El ministro de Relaciones Exteriores de Irán, Abbas Araghchi, declaró el martes que poner fin al conflicto en todos los frentes, especialmente en Líbano, es 'lo más importante' del acuerdo de paz con Estados Unidos, que se anunció el día anterior.
En una rueda de prensa con diplomáticos extranjeros, transmitida por la televisión estatal, Araghchi enfatizó que hay dos partes distintas en este memorando: Estados Unidos e Israel por un lado, e Irán y Hezbollah por el otro. Esta caracterización indica una clara dicotomía dentro de los conflictos regionales en curso, resaltando el apoyo de Teherán al grupo militante de Líbano como parte de su estrategia más amplia.
La demanda de un alto el fuego en Líbano se produce en medio de un aumento de tensiones en todo Oriente Medio, donde varios conflictos por poderes que involucran a Irán y EE. UU. se han intensificado en los últimos meses. La inclusión de tales demandas en las negociaciones de paz sugiere un nivel más profundo de compromiso por parte de Irán, posicionándose como un actor clave en el equilibrio del poder regional.
Araghchi no especificó los términos bajo los cuales se aceptaría un alto el fuego, ni amplió sobre cómo tal condición podría influir en el marco del acuerdo de paz en general. Sin embargo, la insistencia en Líbano señala el compromiso de Irán de respaldar a sus aliados en la región y contrarrestar la influencia de EE. UU.

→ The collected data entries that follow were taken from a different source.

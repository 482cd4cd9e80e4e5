//! Pump switch driver.
//!
//! A single digital output driving the pump MOSFET or relay.  Polarity is
//! configurable because some relay boards switch on a LOW input.
//!
//! ## Safety contract
//!
//! This driver is a dumb actuator.  Timing and the guarantee that the pump
//! ends up OFF belong to
//! [`ActuationController`](crate::control::duty_cycle::ActuationController),
//! which is the only owner of a `PumpDriver` at runtime.

use embedded_hal::digital::OutputPin;
use log::debug;

use crate::error::ActuatorError;

#[derive(Debug, Clone, Copy, PartialEq, Eq)]
pub enum PumpState {
    Off,
    On,
}

pub struct PumpDriver<P> {
    pin: P,
    active_low: bool,
    state: PumpState,
    activations: u32,
}

impl<P: OutputPin> PumpDriver<P> {
    /// Take ownership of the pin and drive it to the OFF level.
    pub fn new(pin: P, active_low: bool) -> Result<Self, ActuatorError> {
        let mut pump = Self {
            pin,
            active_low,
            state: PumpState::Off,
            activations: 0,
        };
        pump.write(false)?;
        Ok(pump)
    }

    pub fn on(&mut self) -> Result<(), ActuatorError> {
        self.write(true)?;
        if self.state == PumpState::Off {
            self.activations = self.activations.saturating_add(1);
        }
        self.state = PumpState::On;
        Ok(())
    }

    pub fn off(&mut self) -> Result<(), ActuatorError> {
        self.write(false)?;
        self.state = PumpState::Off;
        Ok(())
    }

    pub fn state(&self) -> PumpState {
        self.state
    }

    pub fn is_on(&self) -> bool {
        self.state == PumpState::On
    }

    /// OFF→ON transitions since construction.
    pub fn activations(&self) -> u32 {
        self.activations
    }

    fn write(&mut self, on: bool) -> Result<(), ActuatorError> {
        let high = on != self.active_low;
        let res = if high { self.pin.set_high() } else { self.pin.set_low() };
        res.map_err(|_| {
            debug!("pump: GPIO write failed (on={})", on);
            ActuatorError::GpioWriteFailed
        })
    }
}
//! Irrigator firmware library.
//!
//! Exposes the pure-logic modules for integration testing.  All
//! ESP-IDF-specific code is guarded by `#[cfg(target_os = "espidf")]`
//! within each module, with a host simulation alongside.

#![deny(unused_must_use)]

pub mod app;
pub mod calibration;
pub mod config;
pub mod control;
pub mod error;
pub mod normalize;
pub mod pins;

pub mod adapters;
pub mod drivers;
pub mod sensors;
//! Fuzz target: `SystemConfig::from_json`
//!
//! Invariants checked:
//! - No panics under any byte sequence
//! - `validate` never panics on whatever the parser accepted
//!
//! cargo fuzz run fuzz_config_json

#![no_main]

use irrigator::config::SystemConfig;
use libfuzzer_sys::fuzz_target;

fuzz_target!(|data: &[u8]| {
    let Ok(doc) = core::str::from_utf8(data) else {
        return;
    };
    if let Ok(config) = SystemConfig::from_json(doc) {
        let _ = config.validate();
    }
});
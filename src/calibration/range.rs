//! Per-channel running extremes and the frozen calibration result.

use crate::app::ports::RawReadings;
use crate::normalize::{Axis, Percent};

/// Running `{min, max}` of every raw value observed on one channel.
///
/// Direction-agnostic: which extreme means "wet" or "dark" is decided by
/// the [`Axis`] built from it.
#[derive(Debug, Clone, Copy, PartialEq, Eq)]
pub struct RangeTracker {
    observed_min: u16,
    observed_max: u16,
}

impl RangeTracker {
    /// Start at the inverted bounds so the first sample sets both extremes.
    pub const fn new(resolution_max: u16) -> Self {
        Self {
            observed_min: resolution_max,
            observed_max: 0,
        }
    }

    /// A tracker that has already seen `min` and `max`.
    pub fn from_bounds(min: u16, max: u16) -> Self {
        Self {
            observed_min: min.min(max),
            observed_max: min.max(max),
        }
    }

    pub fn observe(&mut self, raw: u16) {
        self.observed_min = self.observed_min.min(raw);
        self.observed_max = self.observed_max.max(raw);
    }

    pub fn observed_min(&self) -> u16 {
        self.observed_min
    }

    pub fn observed_max(&self) -> u16 {
        self.observed_max
    }

    /// `false` until at least one sample was observed.
    pub fn is_observed(&self) -> bool {
        self.observed_min <= self.observed_max
    }

    /// `max - min`; negative while nothing has been observed.
    pub fn spread(&self) -> i32 {
        i32::from(self.observed_max) - i32::from(self.observed_min)
    }
}

/// Both channels' percentages for one cycle.
#[derive(Debug, Clone, Copy, PartialEq, Eq)]
pub struct NormalizedReadings {
    pub moisture: Percent,
    pub light: Percent,
}

/// Frozen result of a completed calibration.  Read-only once built.
///
/// Only [`CalibrationEngine`](crate::calibration::CalibrationEngine) builds
/// one, after both channels pass the spread check:
///
/// ```compile_fail
/// use irrigator::calibration::range::{CalibrationProfile, RangeTracker};
/// let flat = RangeTracker::from_bounds(2000, 2000);
/// let _ = CalibrationProfile::new(flat, flat);
/// ```
#[derive(Debug, Clone, Copy, PartialEq, Eq)]
pub struct CalibrationProfile {
    moisture: RangeTracker,
    light: RangeTracker,
}

impl CalibrationProfile {
    pub(crate) fn new(moisture: RangeTracker, light: RangeTracker) -> Self {
        Self { moisture, light }
    }

    pub fn moisture_range(&self) -> &RangeTracker {
        &self.moisture
    }

    pub fn light_range(&self) -> &RangeTracker {
        &self.light
    }

    /// Inverted: lower raw ⇒ wetter ⇒ higher percent.
    pub fn moisture_axis(&self) -> Axis {
        Axis::moisture(&self.moisture)
    }

    pub fn light_axis(&self) -> Axis {
        Axis::light(&self.light)
    }

    /// Map both raw readings, falling back to 50 % on a collapsed axis.
    pub fn normalize(&self, raw: RawReadings) -> NormalizedReadings {
        NormalizedReadings {
            moisture: self.moisture_axis().map_or_fallback(raw.moisture),
            light: self.light_axis().map_or_fallback(raw.light),
        }
    }
}
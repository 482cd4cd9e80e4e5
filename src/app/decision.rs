//! Wire contract of the remote decision service.
//!
//! ```text
//!   GET {endpoint}?moisture=<0..100>&light=<0..100>
//!
//!   200 OK
//!   {"needs_watering": true, "message": "soil is dry"}
//! ```
//!
//! Transport lives in `adapters::http_decision`; everything here is pure
//! and host-testable.

use serde::{Deserialize, Deserializer, Serialize};

use crate::error::DecisionError;

use super::ports::DecisionRequest;

/// Largest response body accepted from the service.
pub const MAX_RESPONSE_BYTES: usize = 2048;

/// The service's verdict for one cycle.
#[derive(Debug, Clone, PartialEq, Eq, Serialize, Deserialize)]
pub struct WateringDecision {
    pub needs_watering: bool,
    /// Free-form explanation, logged verbatim.  Optional: a missing field
    /// and an explicit `null` both read as empty.
    #[serde(default, deserialize_with = "null_as_empty")]
    pub message: String,
}

fn null_as_empty<'de, D: Deserializer<'de>>(de: D) -> Result<String, D::Error> {
    Option::<String>::deserialize(de).map(Option::unwrap_or_default)
}

/// Append the two readings as query parameters to `endpoint`.
pub fn build_request_url(endpoint: &str, request: &DecisionRequest) -> String {
    let sep = if endpoint.ends_with('?') || endpoint.ends_with('&') {
        ""
    } else if endpoint.contains('?') {
        "&"
    } else {
        "?"
    };
    format!(
        "{endpoint}{sep}moisture={}&light={}",
        request.moisture.get(),
        request.light.get()
    )
}

/// Turn a status code and raw body into a decision.
///
/// Extra JSON fields are ignored; a missing `message` is an empty string.
pub fn parse_decision_response(status: u16, body: &[u8]) -> Result<WateringDecision, DecisionError> {
    if status != 200 {
        return Err(DecisionError::Status(status));
    }
    if body.len() > MAX_RESPONSE_BYTES {
        return Err(DecisionError::BodyTooLarge);
    }
    serde_json::from_slice(body).map_err(|_| DecisionError::Malformed)
}
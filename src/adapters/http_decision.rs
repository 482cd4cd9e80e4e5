//! HTTP decision-service adapter.
//!
//! Implements [`DecisionPort`] with a blocking GET through
//! `esp_idf_svc::http::client`.  HTTPS endpoints are verified against
//! the ESP-IDF certificate bundle.  Every request runs on a fresh
//! connection bounded by the configured timeout, and a timeout surfaces
//! as [`DecisionError::Timeout`].
//!
//! On non-ESP targets there is no HTTP stack; every call reports
//! [`DecisionError::Transport`].

use log::debug;

use crate::app::decision::{WateringDecision, build_request_url};
#[cfg(target_os = "espidf")]
use crate::app::decision::{MAX_RESPONSE_BYTES, parse_decision_response};
use crate::app::ports::{DecisionPort, DecisionRequest};
use crate::config::DecisionServiceConfig;
use crate::error::DecisionError;

pub struct HttpDecisionClient {
    endpoint: String,
    timeout_ms: u32,
}

impl HttpDecisionClient {
    pub fn new(config: &DecisionServiceConfig) -> Self {
        Self {
            endpoint: config.endpoint_url.clone(),
            timeout_ms: config.request_timeout_ms,
        }
    }

    #[cfg(target_os = "espidf")]
    fn get(&self, url: &str) -> Result<WateringDecision, DecisionError> {
        use core::time::Duration;

        use embedded_svc::http::client::Client;
        use embedded_svc::io::Read;
        use esp_idf_svc::http::client::{Configuration, EspHttpConnection};
        use esp_idf_svc::io::EspIOError;
        use esp_idf_svc::sys::{ESP_ERR_HTTP_EAGAIN, ESP_ERR_TIMEOUT};

        fn classify(e: EspIOError) -> DecisionError {
            let code = e.0.code();
            if code == ESP_ERR_TIMEOUT as i32 || code == ESP_ERR_HTTP_EAGAIN as i32 {
                DecisionError::Timeout
            } else {
                debug!("decision: transport error {}", e);
                DecisionError::Transport
            }
        }

        let conn = EspHttpConnection::new(&Configuration {
            timeout: Some(Duration::from_millis(u64::from(self.timeout_ms))),
            crt_bundle_attach: Some(esp_idf_svc::sys::esp_crt_bundle_attach),
            ..Default::default()
        })
        .map_err(|e| {
            debug!("decision: connection setup failed {}", e);
            DecisionError::Transport
        })?;
        let mut client = Client::wrap(conn);

        let request = client.get(url).map_err(classify)?;
        let mut response = request.submit().map_err(classify)?;
        let status = response.status();

        // One byte of slack tells "exactly full" from "too large".
        let mut body = vec![0u8; MAX_RESPONSE_BYTES + 1];
        let mut len = 0;
        while len < body.len() {
            let n = response.read(&mut body[len..]).map_err(classify)?;
            if n == 0 {
                break;
            }
            len += n;
        }
        parse_decision_response(status, &body[..len])
    }

    #[cfg(not(target_os = "espidf"))]
    fn get(&self, url: &str) -> Result<WateringDecision, DecisionError> {
        debug!("decision(sim): no HTTP stack for {} (timeout {} ms)", url, self.timeout_ms);
        Err(DecisionError::Transport)
    }
}

impl DecisionPort for HttpDecisionClient {
    fn decide(&mut self, request: &DecisionRequest) -> Result<WateringDecision, DecisionError> {
        if self.endpoint.is_empty() {
            return Err(DecisionError::Transport);
        }
        let url = build_request_url(&self.endpoint, request);
        debug!("decision: GET {}", url);
        self.get(&url)
    }
}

El potencial de un alto el fuego permanente plantea interrogantes sobre cómo responderá EE. UU. a estas demandas y las implicaciones para sus relaciones con Israel y otros socios regionales. Si EE. UU. considerara la solicitud de Irán, podría llevar a cambios significativos en la dinámica actual del conflicto en Líbano y las áreas circundantes.